В проем всовывается рука, охватившая длинными фалангами противный бумажный стаканчик. Алиса чует кофейный пых. Фигура Шляпника – длинноногая диагональ –  точно вписывается в прямоугольник двери. Шляпник встречает хитрый взгляд любимой и чует, что сегодня она ускользнет от него в тарабарщину своей кириллицы.  Алиса видит в его восточных глазах - на миг - сиротство, и, сдунув пожар челки со лба, выстреливает смешное: «Хармс» - damage  - переводит про себя Шляпник, и его боль немножко скукоживается.

Алиса показывает фотку:
- Я хочу собирать монстров как Хармс! И у меня есть парочка на примете!
- Кто? – осторожно интересуется Шляпник.
- Толстяк в парусиновом фартуке на пороге кофейни у моего дома. Он всегда кричит мне вслед Bella Signorina, думая, что это комплимент! Сутками торчать в дверях! Да он превратиться в барельеф и будет моим львом-монстром! А твой?
- Шломи! – не раздумывает Шляпник
- Ты просто ревнуешь меня к Шломи!
- Ты подумай, шестеро детей дома, а сбежал в Нью-Йорк. Учиться! Да он сам может курировать любых ординаторов, когда Большой Босс в отъезде! И всегда приносит тебе иерусалимский бабагануш! Ну чем не монстр?
- Согласна, будет деликатесный монстр! Но лучше - Феликс! Прости, он твой друг. Не годиться!
- А кто еще из незнакомых? –  задумался Шляпник
- Фруктовщик! Вечно высматривает меня издалека и сует бумажный пакет с манго-апельсин-бананом! Откуда у него эти уродцы-фруктики?
- Ого! Монстр-фруктик! – целует ее Шляпник.
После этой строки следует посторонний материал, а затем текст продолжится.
//! Precedence resolution for display options.
//!
//! ## Precedence (highest to lowest)
//!
//! 1. CLI flags
//! 2. config.kdl
//! 3. Built-in defaults

use serde::Serialize;

use super::schema::HudConfig;
use crate::hud::{DEFAULT_SKILLS_LIMIT, DEFAULT_SKILLS_ROWS, HudLayout, HudOptions, SkillsPolicy};

/// Tracks where a resolved value came from.
#[derive(Debug, Clone, Copy, PartialEq, Eq, Serialize)]
#[serde(rename_all = "lowercase")]
pub enum ValueSource {
    /// Value from a CLI flag
    Cli,
    /// Value from config.kdl
    Config,
    /// Built-in default value
    Default,
}

impl ValueSource {
    /// Precedence rank; higher wins.
    fn rank(&self) -> u8 {
        match self {
            ValueSource::Cli => 2,
            ValueSource::Config => 1,
            ValueSource::Default => 0,
        }
    }
}

impl std::fmt::Display for ValueSource {
    fn fmt(&self, f: &mut std::fmt::Formatter<'_>) -> std::fmt::Result {
        match self {
            ValueSource::Cli => write!(f, "cli"),
            ValueSource::Config => write!(f, "config"),
            ValueSource::Default => write!(f, "default"),
        }
    }
}

/// A resolved value with its source.
#[derive(Debug, Clone, PartialEq, Eq, Serialize)]
pub struct Resolved<T> {
    pub value: T,
    pub source: ValueSource,
}

impl<T> Resolved<T> {
    pub fn new(value: T, source: ValueSource) -> Self {
        Self { value, source }
    }
}

/// Pick the first present value, recording which layer supplied it.
fn pick<T>(cli: Option<T>, config: Option<T>, default: T) -> Resolved<T> {
    if let Some(v) = cli {
        Resolved::new(v, ValueSource::Cli)
    } else if let Some(v) = config {
        Resolved::new(v, ValueSource::Config)
    } else {
        Resolved::new(default, ValueSource::Default)
    }
}

/// CLI overrides for configuration resolution.
#[derive(Debug, Clone, Default)]
pub struct ConfigOverrides {
    pub layout: Option<HudLayout>,
    pub skills_limit: Option<usize>,
    /// `Some(true)` only when `--show-all-skills` was passed
    pub show_all_skills: Option<bool>,
}

impl ConfigOverrides {
    pub fn new() -> Self {
        Self::default()
    }

    pub fn with_layout(mut self, layout: HudLayout) -> Self {
        self.layout = Some(layout);
        self
    }

    pub fn with_skills_limit(mut self, limit: usize) -> Self {
        self.skills_limit = Some(limit);
        self
    }

    pub fn with_show_all_skills(mut self) -> Self {
        self.show_all_skills = Some(true);
        self
    }
}

/// Fully resolved configuration with source tracking.
#[derive(Debug, Clone, PartialEq, Eq, Serialize)]
pub struct ResolvedConfig {
    pub layout: Resolved<HudLayout>,
    pub skills_limit: Resolved<usize>,
    pub show_all_skills: Resolved<bool>,
    /// No built-in default; absent means "use the verbosity flag"
    pub log_level: Option<String>,
}

impl Default for ResolvedConfig {
    fn default() -> Self {
        resolve_config(&HudConfig::default(), &ConfigOverrides::default())
    }
}

impl ResolvedConfig {
    /// Skills policy implied by the resolved values.
    ///
    /// The setting from the higher-precedence layer decides: a limit means
    /// truncation, show-all means its own value. On a tie the show-all
    /// setting decides, so with neither set show-all is the default.
    pub fn skills_policy(&self) -> SkillsPolicy {
        let show_all = if self.skills_limit.source.rank() > self.show_all_skills.source.rank() {
            false
        } else {
            self.show_all_skills.value
        };

        if show_all {
            SkillsPolicy::ShowAll {
                max_rows: DEFAULT_SKILLS_ROWS,
            }
        } else {
            SkillsPolicy::Truncate {
                limit: self.skills_limit.value,
            }
        }
    }

    pub fn hud_options(&self) -> HudOptions {
        HudOptions {
            layout: self.layout.value,
            skills: self.skills_policy(),
        }
    }
}

/// Resolve configuration with full precedence chain.
pub fn resolve_config(config: &HudConfig, overrides: &ConfigOverrides) -> ResolvedConfig {
    ResolvedConfig {
        layout: pick(overrides.layout, config.layout, HudLayout::default()),
        skills_limit: pick(overrides.skills_limit, config.skills_limit, DEFAULT_SKILLS_LIMIT),
        show_all_skills: pick(overrides.show_all_skills, config.show_all_skills, true),
        log_level: config.log_level.clone(),
    }
}

#[cfg(test)]
mod tests {
    use super::*;

    #[test]
    fn test_value_source_display() {
        assert_eq!(ValueSource::Cli.to_string(), "cli");
        assert_eq!(ValueSource::Config.to_string(), "config");
        assert_eq!(ValueSource::Default.to_string(), "default");
    }

    #[test]
    fn test_resolve_config_defaults() {
        let resolved = resolve_config(&HudConfig::default(), &ConfigOverrides::new());

        assert_eq!(resolved.layout, Resolved::new(HudLayout::Extended, ValueSource::Default));
        assert_eq!(resolved.skills_limit.value, 5);
        assert_eq!(resolved.show_all_skills.source, ValueSource::Default);
        assert_eq!(resolved.hud_options(), HudOptions::default());
    }

    #[test]
    fn test_resolve_config_from_file() {
        let config = HudConfig {
            layout: Some(HudLayout::Standard),
            skills_limit: Some(3),
            ..HudConfig::default()
        };
        let resolved = resolve_config(&config, &ConfigOverrides::new());

        assert_eq!(resolved.layout.source, ValueSource::Config);
        assert_eq!(resolved.skills_policy(), SkillsPolicy::Truncate { limit: 3 });
    }

    #[test]
    fn test_resolve_config_cli_overrides_file() {
        let config = HudConfig {
            layout: Some(HudLayout::Standard),
            skills_limit: Some(3),
            ..HudConfig::default()
        };
        let overrides = ConfigOverrides::new()
            .with_layout(HudLayout::Extended)
            .with_skills_limit(4);
        let resolved = resolve_config(&config, &overrides);

        assert_eq!(resolved.layout, Resolved::new(HudLayout::Extended, ValueSource::Cli));
        assert_eq!(resolved.skills_limit, Resolved::new(4, ValueSource::Cli));
        assert_eq!(resolved.skills_policy(), SkillsPolicy::Truncate { limit: 4 });
    }

    #[test]
    fn test_explicit_show_all_beats_limit() {
        let config = HudConfig {
            skills_limit: Some(3),
            ..HudConfig::default()
        };
        let resolved = resolve_config(&config, &ConfigOverrides::new().with_show_all_skills());
        assert!(matches!(resolved.skills_policy(), SkillsPolicy::ShowAll { .. }));
    }

    #[test]
    fn test_cli_limit_beats_config_show_all() {
        let config = HudConfig {
            show_all_skills: Some(true),
            ..HudConfig::default()
        };
        let resolved = resolve_config(&config, &ConfigOverrides::new().with_skills_limit(2));
        assert_eq!(resolved.skills_policy(), SkillsPolicy::Truncate { limit: 2 });
    }

    #[test]
    fn test_config_show_all_beats_config_limit() {
        let config = HudConfig {
            skills_limit: Some(2),
            show_all_skills: Some(true),
            ..HudConfig::default()
        };
        let resolved = resolve_config(&config, &ConfigOverrides::new());
        assert!(matches!(resolved.skills_policy(), SkillsPolicy::ShowAll { .. }));
    }

    #[test]
    fn test_config_disables_show_all() {
        let config = HudConfig {
            show_all_skills: Some(false),
            ..HudConfig::default()
        };
        let resolved = resolve_config(&config, &ConfigOverrides::new());
        assert_eq!(
            resolved.skills_policy(),
            SkillsPolicy::Truncate {
                limit: DEFAULT_SKILLS_LIMIT
            }
        );
    }

    #[test]
    fn test_log_level_passes_through() {
        let config = HudConfig {
            log_level: Some("debug".to_string()),
            ..HudConfig::default()
        };
        let resolved = resolve_config(&config, &ConfigOverrides::new());
        assert_eq!(resolved.log_level.as_deref(), Some("debug"));
    }
}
Через несколько часов за ленчем Алиса продолжает:
- Теперь новая игра! Давай подкараулим Феликса, завяжем ему глаза и отведем к Святому Патрику. Феликс так ненавидит соборы! А потом вы с ним можете завязать глаза мне и ведите «туда, не знаю куда»!

Отловить Феликса не удалось, хитрюга повел свою пухлую гёрлфренд в японскую забегаловку. В субботу вечером, под грозными взглядами Феликса и Шляпника, Алиса честно зажмурилась под повязкой, переплела пальцы правой руки со Шляпником, взяла левой рукой Феликса под ручку, и странная троица отправилась в путь с перекрестья 28 стрит и второй авеню.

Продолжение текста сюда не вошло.